Police characters: Sheriff Charles Jones and Deputy Fred Prewitt
The gist: Judge Moore is found dead by his maid when she comes in in
the morning and she immediately summoned the police. He had been shot in the chest while sitting
at his desk. In front of him was a
swivel chess board with only one chess piece sitting in the middle, a white
knight. The rest of the chess pieces
were swept aside. The sheriff felt this
was a clue. When asked why the judge
wouldn’t have just written the killer’s name on piece of paper, Sheriff Jones
felt that there must not have been enough time.
Although Ms. Potts is mentioned as being home with the flu, she is not a
part of this story. Only three people
had keys to the house beside the maid; and they were the judge’s three grown
children. There was no sign of forced
entry. It was deduced that the judge
must have seen his killer as he was sitting facing the door. Sheriff Jones asked the deputy to go gather
the three adult children but to only tell them that Judge Moore had been found
dead. When the trio arrived, son Clayton
asked the sheriff, “Who could have killed him?”
This tipped off the sheriff, as the three were not told the Judge had
been murdered. When confronted Clayton
pointed to his sister and blurted out, “It was all her idea.” Both siblings were arrested. Sheriff Jones told his deputy that the Judge
DID leave a clue. What was it?
Crime scene: Judge Moore’s home office.
Clues: The white knight chess piece.
Suspects: The judge’s three children.
Red herrings: None.
Solution: Clayton asked who killed his father
when no one had told him his father had been murdered. Now for the white knight
clue: The Lone Ranger had a white horse named Silver. The Lone Ranger’s real name was Clayton Moore.
My two cents:
Imagine the shock of seeing your
son standing in the doorway with a gun pointed at you. Imagine the horror of hearing that gun go off
and feeling a bullet enter your chest.
Betrayed by your own child.
Dying. What does he do? Stay with me here. He doesn’t try to write down a name. He doesn’t try to dial 911 and utter his last
word, the name of the killer, into the phone.
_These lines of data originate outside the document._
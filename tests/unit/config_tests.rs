/// Configuration defaults and the scoring rules they feed
use chrono::{Duration, TimeZone, Utc};
use recovery_tracker_mcp::*;

#[cfg(test)]
mod config_unit_tests {
    use super::*;

    #[test]
    fn test_default_ladders_and_tasks() {
        let config = TrackerConfig::default();
        let ranks = config.rank_table().unwrap();

        assert_eq!(ranks.names(), vec!["Military", "Belts", "Memes"]);
        assert_eq!(ranks.get("belts").unwrap().levels[0].label, "White belt");
        assert_eq!(config.task_catalog().definitions().len(), 8);
    }

    #[test]
    fn test_config_from_json() {
        let raw = r#"{
            "rank_systems": [
                { "name": "Seasons", "levels": [
                    { "days": 365, "label": "year" },
                    { "days": 90, "label": "season" }
                ] }
            ],
            "limits": { "page_size": 25 }
        }"#;
        let config: TrackerConfig = serde_json::from_str(raw).unwrap();
        assert!(config.validate().is_ok());
        assert_eq!(config.limits.page_size, 25);
        assert_eq!(config.limits.answer_timeout_secs, 300);

        // ladders come back sorted by threshold
        let ranks = config.rank_table().unwrap();
        assert_eq!(ranks.get("Seasons").unwrap().levels[0].label, "season");
    }

    #[test]
    fn test_limits_are_checked() {
        let mut config = TrackerConfig::default();
        config.limits.answer_timeout_secs = 0;
        assert!(config.validate().is_err());

        let mut config = TrackerConfig::default();
        config.limits.daily_check_ins = 0;
        assert!(config.validate().is_err());

        let mut config = TrackerConfig::default();
        config.tasks.clear();
        assert!(config.validate().is_err());
    }

    #[test]
    fn test_invalid_config_refuses_to_start() {
        let mut config = TrackerConfig::default();
        config.limits.page_size = 0;
        let storage = SqliteStorage::open_in_memory().unwrap();
        let clock = std::sync::Arc::new(ManualClock::new(Utc::now()));

        let result = RecoveryTrackerServer::with_clock(storage, config, clock);
        assert!(matches!(result, Err(ServerError::Config(_))));
    }

    #[test]
    fn test_manual_clock_day_boundary() {
        let noon = Utc.with_ymd_and_hms(2024, 2, 29, 12, 0, 0).unwrap();
        let clock = ManualClock::new(noon);
        assert_eq!(clock.local_midnight(), Utc.with_ymd_and_hms(2024, 2, 29, 0, 0, 0).unwrap());

        clock.advance(Duration::hours(13));
        assert_eq!(clock.local_midnight(), Utc.with_ymd_and_hms(2024, 3, 1, 0, 0, 0).unwrap());

        // two hours east of UTC the day turns over at 22:00 UTC
        let east = ManualClock::with_offset(noon, chrono::FixedOffset::east_opt(2 * 3600).unwrap());
        east.set(Utc.with_ymd_and_hms(2024, 2, 29, 23, 0, 0).unwrap());
        assert_eq!(east.local_midnight(), Utc.with_ymd_and_hms(2024, 2, 29, 22, 0, 0).unwrap());
    }

    #[test]
    fn test_scoring_constants() {
        assert_eq!(scoring::POINTS_PER_DAY, 2);
        assert_eq!(scoring::POINTS_PER_ENTRY, 1);
    }
}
What he does is he sweeps the chess board clear of all the pieces except
for the white knight which he places directly in the center of the board. He had the presence of mind and enough breath
and strength to connect a rook chess piece to a white horse to Silver to the
Lone Ranger to the actor’s real first name that happens to be the same as his
son’s. Seriously? (Is my mouth still hanging open?)
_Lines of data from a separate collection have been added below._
/// Journey entity: one continuous streak attempt
///
/// A journey starts on the date the user declares (now minus the streak
/// they already have), gets its rank system chosen right after creation
/// and is closed once, when the user reports a relapse.

use chrono::{DateTime, Duration, Utc};
use serde::{Deserialize, Serialize};

use crate::clock::elapsed_days;
use crate::domain::{DomainError, JourneyId, UserId, MAX_TEXT_LENGTH};

/// Longest streak a user may declare when opening a journey (100 years)
pub const MAX_DECLARED_DAYS: i64 = 36_500;

/// One streak attempt, open while `end` is unset
#[derive(Debug, Clone, PartialEq, Serialize, Deserialize)]
pub struct Journey {
    pub id: JourneyId,
    pub user_id: UserId,
    /// Rank ladder chosen by the user; unset until the follow-up choice
    pub rank_system: Option<String>,
    pub start: DateTime<Utc>,
    pub end: Option<DateTime<Utc>>,
    /// What the user wrote when the journey ended
    pub note: String,
    pub created_at: DateTime<Utc>,
}

impl Journey {
    /// Open a journey for a user who already has `declared_days` behind them
    pub fn new(user_id: UserId, declared_days: i64, now: DateTime<Utc>) -> Result<Self, DomainError> {
        Self::validate_declared_days(declared_days)?;

        Ok(Self {
            id: JourneyId::new(),
            user_id,
            rank_system: None,
            start: now - Duration::days(declared_days),
            end: None,
            note: String::new(),
            created_at: now,
        })
    }

    /// Parse the free-text streak length a user typed
    pub fn parse_declared_days(input: &str) -> Result<i64, DomainError> {
        let days: i64 = input
            .trim()
            .parse()
            .map_err(|_| DomainError::InvalidStreakDays(format!("'{}' is not a number", input.trim())))?;
        Self::validate_declared_days(days)?;
        Ok(days)
    }

    pub fn is_open(&self) -> bool {
        self.end.is_none()
    }

    /// Whole days covered by this journey, up to its end or `now` if still open
    pub fn elapsed_days(&self, now: DateTime<Utc>) -> i64 {
        elapsed_days(self.start, self.end.unwrap_or(now))
    }

    /// Mark the journey as ended by a relapse
    pub fn close(&mut self, note: &str, now: DateTime<Utc>) -> Result<(), DomainError> {
        if note.chars().count() > MAX_TEXT_LENGTH {
            return Err(DomainError::TextTooLong {
                length: note.chars().count(),
                max: MAX_TEXT_LENGTH,
            });
        }
        self.end = Some(now);
        self.note = note.trim().to_string();
        Ok(())
    }

    fn validate_declared_days(days: i64) -> Result<(), DomainError> {
        if days < 0 {
            return Err(DomainError::InvalidStreakDays(format!("{} is negative", days)));
        }
        if days > MAX_DECLARED_DAYS {
            return Err(DomainError::InvalidStreakDays(format!(
                "{} is longer than {} days",
                days, MAX_DECLARED_DAYS
            )));
        }
        Ok(())
    }
}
Unbelievable. No, I really mean it. It’s unbelievable. Never mind the tired old
clue of having the killer ask who killed the guy, which has been used a
kagillion times. This is more than a stretch. This is an amazing illustration of just how
wrong I am to think these stories need to be well written and entertaining and make
sense to sell. I throw my hands up in
the air. Just send in any old thing and
see what catches their eye this week.